Nachgelesen - "Basement Tales Vol. 4 - Der schwarze Hai"

Der Verlag The Dandy Is Dead hat auch mit dem vierten Teil der Basement Tales eine großartige kleine Sammlung von sechs Kurzgeschichten vorgelegt, die ihresgleichen sucht. Für vier der sechs Texte sind auch wieder wunderbar gestaltete Poster dabei, die die Wände der Leser toll schmücken können. Das Hauptthema dieses Heftchens sind, wie der Titel es schon sagt, ein schwarzer Hai oder andere gefährliche Tiere, die auf zum Teil sehr spookige Art und Weise Grauen und Verderben bringen. Die Autoren haben sich da echt ausgetobt:

Der erste im Bunde ist Carsten Steenbergen. Ihr kennt doch sicher die Veranstaltungen, die im Alten Rom unter dem Begriff „Brot und Spiele“ liefen und einige von euch kennen sicher auch die „Hunger Games“ aus den Romanen von Suzanne Collins. Carsten hat nun seine Variante solcher Events in der Geschichte „Ein Floß weiter“ vorgestellt. Wir lernen Kona kennen, die für ihre kranke Tochter eine teure Behandlung bezahlen muss, es aber finanziell nicht ganz stemmen kann. Deswegen wurde ihr Mann Dev vor einigen Tagen abgeholt, um bei einem Event teilzunehmen, in dem sich der „Proband“ durch große Wasserbecken kämpfen musste, um Credits zu erhalten. Je weiter derjenige es schafft, umso höher die Ausbeute. Die Schwierigkeit waren hier nur die Megalodons, schwarzen Haie, Kraken und andere genetisch veränderte Monster, die die Kämpfer auf der Strecke durchs Wasser um ihr Leben zu bringen versuchten. Dieses Event war jedes Mal ein großes Spektakel in Khalibay – natürlich nur für die Zuschauer. Kona fieberte ängstlich mit und hoffte selbstverständlich, dass ihr Mann genug Geld erkämpfen würde, so dass sie als Familie eine Weile über die Runden kommen würden und die Behandlung der Tochter gesichert war. Der Autor beschreibt die Vorkommnisse sehr intensiv, es herrscht eine bedrückende Stimmung – und ob Dev es schafft – lest es am besten selbst nach.

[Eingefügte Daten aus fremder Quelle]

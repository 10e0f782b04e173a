//! Embedding-based semantic matching.
//!
//! Paper embeddings are batched per run and cached by canonical key so a
//! paper is embedded once no matter how many queries or subscriptions it
//! is compared against.

use std::collections::HashMap;
use std::sync::Arc;

use tokio::sync::Mutex;

use crate::backend::{LlmBackend, LlmError};
use paperwatch_common::{CanonicalKey, PaperRecord};

pub struct SemanticMatcher {
    backend: Arc<dyn LlmBackend>,
    threshold: f32,
    embeddings: Mutex<HashMap<CanonicalKey, Vec<f32>>>,
}

impl SemanticMatcher {
    pub fn new(backend: Arc<dyn LlmBackend>, threshold: f32) -> Self {
        Self {
            backend,
            threshold,
            embeddings: Mutex::new(HashMap::new()),
        }
    }

    pub fn threshold(&self) -> f32 {
        self.threshold
    }

    pub fn is_relevant(&self, score: f32) -> bool {
        score >= self.threshold
    }

    /// Similarity of each paper to `query`, in input order. Papers already
    /// embedded this run are served from the per-run cache; the rest go to
    /// the backend in one batch.
    pub async fn similarities(
        &self,
        query: &str,
        papers: &[(CanonicalKey, &PaperRecord)],
    ) -> Result<Vec<f32>, LlmError> {
        let query_embedding = self
            .backend
            .embed(vec![query.to_string()])
            .await?
            .into_iter()
            .next()
            .ok_or_else(|| LlmError::Unavailable("empty embedding response".to_string()))?;

        self.ensure_embedded(papers).await?;

        let embeddings = self.embeddings.lock().await;
        Ok(papers
            .iter()
            .map(|(key, _)| {
                embeddings
                    .get(key)
                    .map(|e| cosine_similarity(&query_embedding, e))
                    .unwrap_or(0.0)
            })
            .collect())
    }

    async fn ensure_embedded(
        &self,
        papers: &[(CanonicalKey, &PaperRecord)],
    ) -> Result<(), LlmError> {
        let missing: Vec<(CanonicalKey, String)> = {
            let embeddings = self.embeddings.lock().await;
            papers
                .iter()
                .filter(|(key, _)| !embeddings.contains_key(key))
                .map(|(key, paper)| (key.clone(), paper.match_text()))
                .collect()
        };
        if missing.is_empty() {
            return Ok(());
        }

        let texts: Vec<String> = missing.iter().map(|(_, t)| t.clone()).collect();
        let vectors = self.backend.embed(texts).await?;
        if vectors.len() != missing.len() {
            return Err(LlmError::Unavailable(format!(
                "embedding count mismatch: asked {}, got {}",
                missing.len(),
                vectors.len()
            )));
        }

        let mut embeddings = self.embeddings.lock().await;
        for ((key, _), vector) in missing.into_iter().zip(vectors) {
            embeddings.insert(key, vector);
        }
        Ok(())
    }
}

/// Cosine similarity clamped to [0, 1]; zero vectors score 0.
pub fn cosine_similarity(a: &[f32], b: &[f32]) -> f32 {
    if a.len() != b.len() || a.is_empty() {
        return 0.0;
    }
    let dot: f32 = a.iter().zip(b).map(|(x, y)| x * y).sum();
    let norm_a: f32 = a.iter().map(|x| x * x).sum::<f32>().sqrt();
    let norm_b: f32 = b.iter().map(|x| x * x).sum::<f32>().sqrt();
    if norm_a == 0.0 || norm_b == 0.0 {
        return 0.0;
    }
    (dot / (norm_a * norm_b)).clamp(0.0, 1.0)
}

#[cfg(test)]
mod tests {
    use super::*;
    use crate::backend::{LlmRequest, LlmResponse};
    use async_trait::async_trait;
    use paperwatch_common::SourceId;
    use std::sync::atomic::{AtomicU32, Ordering};

    #[test]
    fn cosine_of_identical_vectors_is_one() {
        let v = vec![0.5, -0.2, 0.8];
        assert!((cosine_similarity(&v, &v) - 1.0).abs() < 1e-6);
    }

    #[test]
    fn cosine_of_orthogonal_vectors_is_zero() {
        assert_eq!(cosine_similarity(&[1.0, 0.0], &[0.0, 1.0]), 0.0);
    }

    #[test]
    fn opposite_vectors_clamp_to_zero() {
        assert_eq!(cosine_similarity(&[1.0, 0.0], &[-1.0, 0.0]), 0.0);
    }

    #[test]
    fn mismatched_or_zero_vectors_score_zero() {
        assert_eq!(cosine_similarity(&[1.0], &[1.0, 2.0]), 0.0);
        assert_eq!(cosine_similarity(&[0.0, 0.0], &[1.0, 2.0]), 0.0);
    }

    struct CountingEmbedder {
        calls: AtomicU32,
        texts_embedded: AtomicU32,
    }

    #[async_trait]
    impl LlmBackend for CountingEmbedder {
        async fn complete(&self, _req: LlmRequest) -> Result<LlmResponse, LlmError> {
            Err(LlmError::Unavailable("completions unsupported".to_string()))
        }

        async fn embed(&self, texts: Vec<String>) -> Result<Vec<Vec<f32>>, LlmError> {
            self.calls.fetch_add(1, Ordering::SeqCst);
            self.texts_embedded.fetch_add(texts.len() as u32, Ordering::SeqCst);
            // Deterministic per-text vector keyed off length.
            Ok(texts
                .iter()
                .map(|t| vec![t.len() as f32, 1.0, 0.0])
                .collect())
        }

        fn model_id(&self) -> &str { "fake-embedder" }
        fn is_local(&self) -> bool { true }
    }

    fn paper(title: &str) -> PaperRecord {
        PaperRecord {
            doi: Some(format!("10.1/{}", title.to_lowercase().replace(' ', "-"))),
            title: title.to_string(),
            abstract_text: "text".to_string(),
            authors: vec![],
            journal: "Nature".to_string(),
            published: None,
            source: SourceId::PubMed,
            url: String::new(),
        }
    }

    #[tokio::test]
    async fn papers_are_embedded_once_per_run() {
        let backend = Arc::new(CountingEmbedder {
            calls: AtomicU32::new(0),
            texts_embedded: AtomicU32::new(0),
        });
        let matcher = SemanticMatcher::new(backend.clone(), 0.5);

        let p1 = paper("First paper");
        let p2 = paper("Second paper");
        let k1 = CanonicalKey::for_record(&p1).unwrap();
        let k2 = CanonicalKey::for_record(&p2).unwrap();
        let papers = vec![(k1, &p1), (k2, &p2)];

        let scores = matcher.similarities("query one", &papers).await.unwrap();
        assert_eq!(scores.len(), 2);

        matcher.similarities("query two", &papers).await.unwrap();

        // 2 query embeddings + 1 paper batch; papers not re-embedded.
        assert_eq!(backend.calls.load(Ordering::SeqCst), 3);
        assert_eq!(backend.texts_embedded.load(Ordering::SeqCst), 4);
    }

    #[tokio::test]
    async fn threshold_gates_relevance() {
        let backend = Arc::new(CountingEmbedder {
            calls: AtomicU32::new(0),
            texts_embedded: AtomicU32::new(0),
        });
        let matcher = SemanticMatcher::new(backend, 0.7);
        assert!(matcher.is_relevant(0.7));
        assert!(matcher.is_relevant(0.9));
        assert!(!matcher.is_relevant(0.69));
    }
}
use crate::binder::StaleStatePolicy;
use anyhow::{anyhow, Context, Result};
use serde::Deserialize;
use std::fs;
use std::path::{Path, PathBuf};

#[derive(Debug, Deserialize, Clone, Default)]
#[serde(default)]
pub struct AppConfig {
    pub input: InputConfig,
    pub view: ViewConfig,
    pub log: LogConfig,
}

#[derive(Debug, Deserialize, Clone)]
#[serde(default)]
pub struct InputConfig {
    pub dataset: PathBuf,
    /// Single-byte CSV field delimiter
    pub delimiter: String,
    /// Optional GeoJSON boundaries drawn under the points
    pub outline: Option<PathBuf>,
}

impl Default for InputConfig {
    fn default() -> Self {
        Self {
            dataset: PathBuf::from("data/aldeias_indigenas.csv"),
            delimiter: ",".to_string(),
            outline: None,
        }
    }
}

#[derive(Debug, Deserialize, Clone)]
#[serde(default)]
pub struct ViewConfig {
    pub title: String,
    pub stale_states: StaleStatePolicy,
    /// Hover search radius in degrees at the fitted zoom; never smaller than a map cell
    pub hover_radius_deg: f64,
}

impl Default for ViewConfig {
    fn default() -> Self {
        Self {
            title: "Aldeias Indígenas no Brasil".to_string(),
            stale_states: StaleStatePolicy::default(),
            hover_radius_deg: 0.5,
        }
    }
}

#[derive(Debug, Deserialize, Clone)]
#[serde(default)]
pub struct LogConfig {
    /// Log file used while the dashboard owns the terminal
    pub file: PathBuf,
    /// Default filter directive when RUST_LOG and -v are absent
    pub level: Option<String>,
}

impl Default for LogConfig {
    fn default() -> Self {
        Self {
            file: PathBuf::from("aldeias-tui.log"),
            level: None,
        }
    }
}

impl AppConfig {
    pub fn load_from_file(path: &Path) -> Result<Self> {
        let content = fs::read_to_string(path)
            .with_context(|| format!("Failed to read config file: {:?}", path))?;
        Self::parse(&content)
    }

    /// Load the file if it exists, otherwise fall back to defaults
    pub fn load_or_default(path: &Path) -> Result<Self> {
        if path.exists() {
            Self::load_from_file(path)
        } else {
            Ok(Self::default())
        }
    }

    pub fn parse(content: &str) -> Result<Self> {
        let config: AppConfig =
            toml::from_str(content).with_context(|| "Failed to parse TOML configuration")?;
        config.delimiter()?;
        Ok(config)
    }

    pub fn delimiter(&self) -> Result<u8> {
        match self.input.delimiter.as_bytes() {
            [b] => Ok(*b),
            _ => Err(anyhow!(
                "CSV delimiter must be a single byte, got {:?}",
                self.input.delimiter
            )),
        }
    }
}

#[cfg(test)]
mod tests {
    use super::*;

    #[test]
    fn test_empty_config_uses_defaults() {
        let config = AppConfig::parse("").unwrap();
        assert_eq!(config.input.dataset, PathBuf::from("data/aldeias_indigenas.csv"));
        assert_eq!(config.delimiter().unwrap(), b',');
        assert_eq!(config.view.stale_states, StaleStatePolicy::Prune);
        assert!(config.input.outline.is_none());
    }

    #[test]
    fn test_full_config() {
        let config = AppConfig::parse(
            r#"
            [input]
            dataset = "data/localidades.csv"
            delimiter = ";"
            outline = "data/uf.geojson"

            [view]
            title = "Localidades"
            stale_states = "keep"
            hover_radius_deg = 1.5

            [log]
            file = "/tmp/dash.log"
            level = "debug"
            "#,
        )
        .unwrap();
        assert_eq!(config.delimiter().unwrap(), b';');
        assert_eq!(config.input.outline, Some(PathBuf::from("data/uf.geojson")));
        assert_eq!(config.view.stale_states, StaleStatePolicy::Keep);
        assert_eq!(config.view.hover_radius_deg, 1.5);
        assert_eq!(config.log.level.as_deref(), Some("debug"));
    }

    #[test]
    fn test_bad_delimiter_rejected() {
        assert!(AppConfig::parse("[input]\ndelimiter = \"::\"\n").is_err());
    }

    #[test]
    fn test_unknown_policy_rejected() {
        assert!(AppConfig::parse("[view]\nstale_states = \"sometimes\"\n").is_err());
    }

    #[test]
    fn test_missing_file_falls_back_to_defaults() {
        let config = AppConfig::load_or_default(Path::new("no/such/config.toml")).unwrap();
        assert_eq!(config.view.hover_radius_deg, 0.5);
        assert!(AppConfig::load_from_file(Path::new("no/such/config.toml")).is_err());
    }
}
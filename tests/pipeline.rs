use aldeias_tui::binder::{Catalog, StaleStatePolicy, ViewBinder};
use aldeias_tui::data::{Dataset, LoadError};
use aldeias_tui::filter::{aggregate, filter_localities, Choice};
use aldeias_tui::options::available_states;
use std::collections::BTreeSet;
use std::path::PathBuf;
use std::sync::Arc;

fn sample_path() -> PathBuf {
    PathBuf::from(env!("CARGO_MANIFEST_DIR")).join("data/aldeias_sample.csv")
}

fn catalog() -> Arc<Catalog> {
    let dataset = Dataset::load(&sample_path(), b',').expect("sample dataset loads");
    Arc::new(Catalog::new(dataset))
}

const THREE_ROWS: &str = "\
ID,NM_LOCALID,LAT,LONG,ALT,UF,UF_SIGLA,NM_REGIAO,REGIAO_SIGLA
1,ALDEIA UM,-3.1,-60.0,40,AMAZONAS,AM,Norte,N
2,ALDEIA DOIS,-1.4,-48.5,12,PARÁ,PA,Norte,N
3,ALDEIA TRÊS,-30.0,-51.2,100,RIO GRANDE DO SUL,RS,Sul,S
";

#[test]
fn three_row_scenario() {
    let dataset = Dataset::load_from_reader(THREE_ROWS.as_bytes(), b',').unwrap();
    let catalog = Arc::new(Catalog::new(dataset));
    let mut binder = ViewBinder::new(catalog.clone(), StaleStatePolicy::Prune);

    let views = binder.region_selection_changed(["Norte"]);
    assert_eq!(views.state_options, ["AM", "PA"]);
    assert_eq!(views.localities, catalog.dataset.localities()[..2].to_vec());

    let counts = aggregate(catalog.dataset.localities());
    assert_eq!(counts.len(), 3);
    assert!(counts.iter().all(|c| c.count == 1));

    let views = binder.region_selection_changed(Vec::<String>::new());
    let views_all = binder.state_selection_changed(Vec::<String>::new());
    assert_eq!(views.localities.len(), 3);
    assert_eq!(views_all.localities, catalog.dataset.localities().to_vec());

    binder.region_selection_changed(["Sul"]);
    let views = binder.state_selection_changed(["AM"]);
    assert!(views.localities.is_empty());
    assert!(views.counts.is_empty());
}

#[test]
fn sample_counts_sum_to_rows() {
    let catalog = catalog();
    assert_eq!(catalog.dataset.len(), 25);
    let total: u64 = catalog.counts.iter().map(|c| c.count).sum();
    assert_eq!(total, 25);

    let states: BTreeSet<&str> = catalog.counts.iter().map(|c| c.state.as_str()).collect();
    assert_eq!(states.len(), catalog.counts.len(), "one aggregate row per state");
}

#[test]
fn every_region_offers_exactly_its_states() {
    let catalog = catalog();
    let localities = catalog.dataset.localities();
    for region in catalog.index.regions() {
        let expected: BTreeSet<String> = localities
            .iter()
            .filter(|l| l.region == region)
            .map(|l| l.state.clone())
            .collect();
        let offered: BTreeSet<String> =
            available_states(&catalog.index, &Choice::from_selection([region]))
                .into_iter()
                .collect();
        assert_eq!(offered, expected, "region {}", region);
    }
}

#[test]
fn default_selection_equals_selecting_everything() {
    let catalog = catalog();
    let localities = catalog.dataset.localities();
    let all_regions = Choice::from_selection(catalog.index.regions());
    let all_states = Choice::from_selection(available_states(&catalog.index, &Choice::All));

    let everything = filter_localities(localities, &all_regions, &all_states);
    let defaulted = filter_localities(localities, &Choice::All, &Choice::All);
    assert_eq!(everything, defaulted);
    assert_eq!(defaulted, localities.to_vec());
}

#[test]
fn cascade_then_state_filter() {
    let mut binder = ViewBinder::new(catalog(), StaleStatePolicy::Prune);

    let views = binder.region_selection_changed(["Norte", "Sul"]);
    assert_eq!(views.state_options, ["AC", "AM", "PA", "RR", "PR", "RS", "SC"]);
    assert_eq!(views.localities.len(), 12);

    let views = binder.state_selection_changed(["PA", "SC"]);
    assert_eq!(views.localities.len(), 4);
    let bars: Vec<(&str, u64)> = views.counts.iter().map(|c| (c.state.as_str(), c.count)).collect();
    assert_eq!(bars, [("PA", 3), ("SC", 1)]);

    let views = binder.region_selection_changed(["Sul"]);
    assert_eq!(binder.selection().states.iter().collect::<Vec<_>>(), ["SC"]);
    assert_eq!(views.localities.len(), 1);
}

#[test]
fn identical_selection_gives_identical_json() {
    let mut binder = ViewBinder::new(catalog(), StaleStatePolicy::Prune);
    binder.region_selection_changed(["Nordeste"]);
    let first = serde_json::to_vec(&binder.state_selection_changed(["BA"])).unwrap();
    binder.region_selection_changed(["Nordeste"]);
    let second = serde_json::to_vec(&binder.state_selection_changed(["BA"])).unwrap();
    assert_eq!(first, second);
}

#[test]
fn missing_dataset_is_a_load_error() {
    let err = Dataset::load(&sample_path().with_file_name("absent.csv"), b',').unwrap_err();
    assert!(matches!(err, LoadError::Open { .. }));
    assert!(err.to_string().contains("absent.csv"));
}
use crate::braille::BrailleCanvas;
use crate::data::Locality;
use crate::map::geometry::{draw_circle, draw_line, draw_ring};
use crate::map::projection::Viewport;
use rayon::prelude::*;

/// A geographic line (sequence of lon/lat coordinates)
pub type LineString = Vec<(f64, f64)>;

/// Number of altitude colour bands on the map
pub const BAND_COUNT: usize = 4;

/// Splits the dataset's altitude range into equal-width bands
#[derive(Clone, Copy, Debug, PartialEq)]
pub struct AltitudeBands {
    min: f64,
    max: f64,
}

impl AltitudeBands {
    pub fn new(range: Option<(f64, f64)>) -> Self {
        let (min, max) = range.unwrap_or((0.0, 0.0));
        Self { min, max }
    }

    /// Band index in `0..BAND_COUNT`; out-of-range altitudes clamp to the ends
    pub fn band(&self, alt: f64) -> usize {
        let span = self.max - self.min;
        if span <= 0.0 || !alt.is_finite() {
            return 0;
        }
        let t = ((alt - self.min) / span).clamp(0.0, 1.0);
        ((t * BAND_COUNT as f64) as usize).min(BAND_COUNT - 1)
    }

    /// Lower and upper altitude of a band
    pub fn limits(&self, band: usize) -> (f64, f64) {
        let step = (self.max - self.min) / BAND_COUNT as f64;
        let lo = self.min + step * band as f64;
        (lo, lo + step)
    }
}

#[derive(Clone)]
pub struct DisplaySettings {
    pub show_outline: bool,
}

impl Default for DisplaySettings {
    fn default() -> Self {
        Self { show_outline: true }
    }
}

/// Rendered canvases, drawn back to front
pub struct MapLayers {
    pub outline: BrailleCanvas,
    /// One canvas per altitude band, lowest first
    pub bands: Vec<BrailleCanvas>,
    pub highlight: BrailleCanvas,
}

/// Draws locality points (coloured by altitude) over optional outlines
pub struct MapRenderer {
    pub outline: Vec<LineString>,
    pub bands: AltitudeBands,
    pub settings: DisplaySettings,
}

impl MapRenderer {
    pub fn new(bands: AltitudeBands) -> Self {
        Self {
            outline: Vec::new(),
            bands,
            settings: DisplaySettings::default(),
        }
    }

    pub fn set_outline(&mut self, lines: Vec<LineString>) {
        self.outline = lines;
    }

    pub fn toggle_outline(&mut self) {
        self.settings.show_outline = !self.settings.show_outline;
    }

    /// Render localities into a `width x height` character area
    pub fn render(
        &self,
        localities: &[Locality],
        hovered: Option<usize>,
        width: usize,
        height: usize,
        viewport: &Viewport,
    ) -> MapLayers {
        let mut outline = BrailleCanvas::new(width, height);
        let mut bands: Vec<BrailleCanvas> =
            (0..BAND_COUNT).map(|_| BrailleCanvas::new(width, height)).collect();
        let mut highlight = BrailleCanvas::new(width, height);

        if self.settings.show_outline {
            for line in &self.outline {
                draw_linestring(&mut outline, line, viewport);
            }
        }

        let radius = if viewport.zoom > 40.0 { 1 } else { 0 };
        let projected: Vec<(i32, i32, usize)> = localities
            .par_iter()
            .map(|l| {
                let (px, py) = viewport.project(l.lon, l.lat);
                (px, py, self.bands.band(l.alt))
            })
            .collect();

        for &(px, py, band) in &projected {
            if viewport.is_visible(px, py) {
                draw_circle(&mut bands[band], px, py, radius);
            }
        }

        if let Some(&(px, py, _)) = hovered.and_then(|idx| projected.get(idx)) {
            draw_ring(&mut highlight, px, py, radius + 3);
        }

        MapLayers {
            outline,
            bands,
            highlight,
        }
    }
}

/// Draw a linestring with viewport culling
fn draw_linestring(canvas: &mut BrailleCanvas, line: &LineString, viewport: &Viewport) {
    if line.len() < 2 {
        return;
    }

    let mut prev: Option<(i32, i32)> = None;

    for &(lon, lat) in line {
        let (px, py) = viewport.project(lon, lat);

        if let Some((prev_x, prev_y)) = prev {
            let dist = ((px - prev_x).abs() + (py - prev_y).abs()) as usize;
            if dist < viewport.width * 4 && viewport.line_might_be_visible((prev_x, prev_y), (px, py)) {
                draw_line(canvas, prev_x, prev_y, px, py);
            }
        }

        prev = Some((px, py));
    }
}
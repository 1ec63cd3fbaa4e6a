mod outline;

pub use outline::load_outline;

use serde::{Deserialize, Serialize};
use std::fs::File;
use std::io::Read;
use std::path::{Path, PathBuf};

/// Columns every dataset file must carry
pub const REQUIRED_COLUMNS: [&str; 9] = [
    "ID",
    "NM_LOCALID",
    "LAT",
    "LONG",
    "ALT",
    "UF",
    "UF_SIGLA",
    "NM_REGIAO",
    "REGIAO_SIGLA",
];

/// One geocoded settlement record
#[derive(Debug, Clone, PartialEq, Serialize, Deserialize)]
pub struct Locality {
    #[serde(rename = "ID")]
    pub id: String,
    #[serde(rename = "NM_LOCALID")]
    pub name: String,
    #[serde(rename = "LAT")]
    pub lat: f64,
    #[serde(rename = "LONG")]
    pub lon: f64,
    #[serde(rename = "ALT")]
    pub alt: f64,
    /// State name (e.g. "AMAZONAS")
    #[serde(rename = "UF")]
    pub state_name: String,
    /// State code (e.g. "AM"), the state identifier used by selections
    #[serde(rename = "UF_SIGLA")]
    pub state: String,
    /// Region name (e.g. "Norte"), the region identifier used by selections
    #[serde(rename = "NM_REGIAO")]
    pub region: String,
    #[serde(rename = "REGIAO_SIGLA")]
    pub region_code: String,
}

/// Errors raised while loading the localities table
#[derive(Debug, thiserror::Error)]
pub enum LoadError {
    #[error("failed to open dataset {path}: {source}")]
    Open {
        path: PathBuf,
        source: std::io::Error,
    },
    #[error("failed to read dataset header: {0}")]
    Header(#[source] csv::Error),
    #[error("dataset is missing required column `{0}`")]
    MissingColumn(String),
    #[error("malformed record at line {line}: {source}")]
    Malformed { line: u64, source: csv::Error },
}

/// The immutable table of localities, in file order
#[derive(Debug, Clone, Default)]
pub struct Dataset {
    localities: Vec<Locality>,
}

impl Dataset {
    pub fn new(localities: Vec<Locality>) -> Self {
        Self { localities }
    }

    /// Load the dataset from a CSV file
    pub fn load(path: &Path, delimiter: u8) -> Result<Self, LoadError> {
        let file = File::open(path).map_err(|source| LoadError::Open {
            path: path.to_path_buf(),
            source,
        })?;
        let dataset = Self::load_from_reader(file, delimiter)?;
        tracing::info!(path = %path.display(), rows = dataset.len(), "loaded dataset");
        Ok(dataset)
    }

    /// Load the dataset from any CSV source. Extra columns are ignored.
    pub fn load_from_reader<R: Read>(reader: R, delimiter: u8) -> Result<Self, LoadError> {
        let mut rdr = csv::ReaderBuilder::new()
            .delimiter(delimiter)
            .trim(csv::Trim::All)
            .from_reader(reader);

        let headers = rdr.headers().map_err(LoadError::Header)?.clone();
        for column in REQUIRED_COLUMNS {
            if !headers.iter().any(|h| h == column) {
                return Err(LoadError::MissingColumn(column.to_string()));
            }
        }

        let mut localities = Vec::new();
        for result in rdr.deserialize::<Locality>() {
            let locality = result.map_err(|source| LoadError::Malformed {
                line: source.position().map(|p| p.line()).unwrap_or(0),
                source,
            })?;
            localities.push(locality);
        }

        if localities.is_empty() {
            tracing::warn!("dataset has no rows");
        }

        Ok(Self { localities })
    }

    pub fn localities(&self) -> &[Locality] {
        &self.localities
    }

    pub fn len(&self) -> usize {
        self.localities.len()
    }

    pub fn is_empty(&self) -> bool {
        self.localities.is_empty()
    }

    /// Bounding box of all localities as (min_lon, min_lat, max_lon, max_lat)
    pub fn bounds(&self) -> Option<(f64, f64, f64, f64)> {
        let first = self.localities.first()?;
        let init = (first.lon, first.lat, first.lon, first.lat);
        Some(self.localities.iter().fold(init, |(x0, y0, x1, y1), l| {
            (x0.min(l.lon), y0.min(l.lat), x1.max(l.lon), y1.max(l.lat))
        }))
    }

    /// Altitude range of all localities as (min, max)
    pub fn altitude_range(&self) -> Option<(f64, f64)> {
        let first = self.localities.first()?;
        Some(
            self.localities
                .iter()
                .fold((first.alt, first.alt), |(lo, hi), l| (lo.min(l.alt), hi.max(l.alt))),
        )
    }
}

Die nächste Story stammt von Christian Endres und hört auf den Namen „Wir alle müssen verstummen“. Und dieser Text trägt die Bezeichnung Kurzgeschichte zu Recht. Auf nur zwei Seiten zeichnet Christian die aktuelle Situation von Nathanial Sterling – ehemaliger Sänger der Band „Storm of the Undead“. Nate war einst sehr erfolgreich, doch jetzt lebt er in einer abgelegenen Gegend, die heruntergekommen, dreckig, einsam, stinkig und gruselig ist. Er ist dort ganz allein und liebt die Stille. Die Stimmen in seinem Kopf sollen endlich Ruhe geben. Nur wegen ihnen zieht er durch die verlassenen Gassen und sorgt dafür, dass wieder Stille einkehrt. Doch an diesem Tag stört ein Mann die „Idylle“ – das kann er so nicht akzeptieren. Auch er muss leise sein und wenn er das nicht will, so muss Nate ihn eben dazu zwingen, denn „Wir alle müssen verstummen“.

Nic Parker sieht in ihrem Beitrag zu den Basement Tales „Schwarz“. Mittelpunkt ist hier ein Gemälde, das lediglich aus einer schwarz bemalten Leinwand in einem stark verzierten Rahmen bestand. Dieses besondere Werke stammte aus dem Nachlass eines reichen Industriellen, der es einem Auktionshaus vermacht hat, um den Erlös aus der Versteigerung spenden zu lassen. Muriel, die Mitarbeiterin des Auktionshauses, will sich das Bild in einer Gewitternacht noch einmal genauer anschauen und dann nehmen die Dinge ihren Lauf. Wirkt das Bild plötzlich nicht mehr schwarz, sondern glatt und spiegelnd? Und dann ist es wieder wie immer. In der Analyse des Restauratoren steht, dass das Werk aus Blut besteht. Kann das denn sein? Außerdem weiß niemand, wer der Maler war. Das ist alles zu mysteriös und Muriel wird es immer unwohler. Plötzlich taucht auch noch Lord Stephen Henry Ichabod Trevelyan an, der sich dieses Bild unbedingt unter den Nagel reißen möchte. Wie kam er in der Nacht in die abgeschlossenen Räumlichkeiten? Und dann schmierte er auch noch sein Blut auf die Leinwand – hatte dieser Typ vollkommen den Verstand verloren? All das löste noch mehr Unannehmlichkeiten aus. Welche? Das möchte ich lieber nicht verraten… Ich sag nur so viel – es fließt immer mehr Blut.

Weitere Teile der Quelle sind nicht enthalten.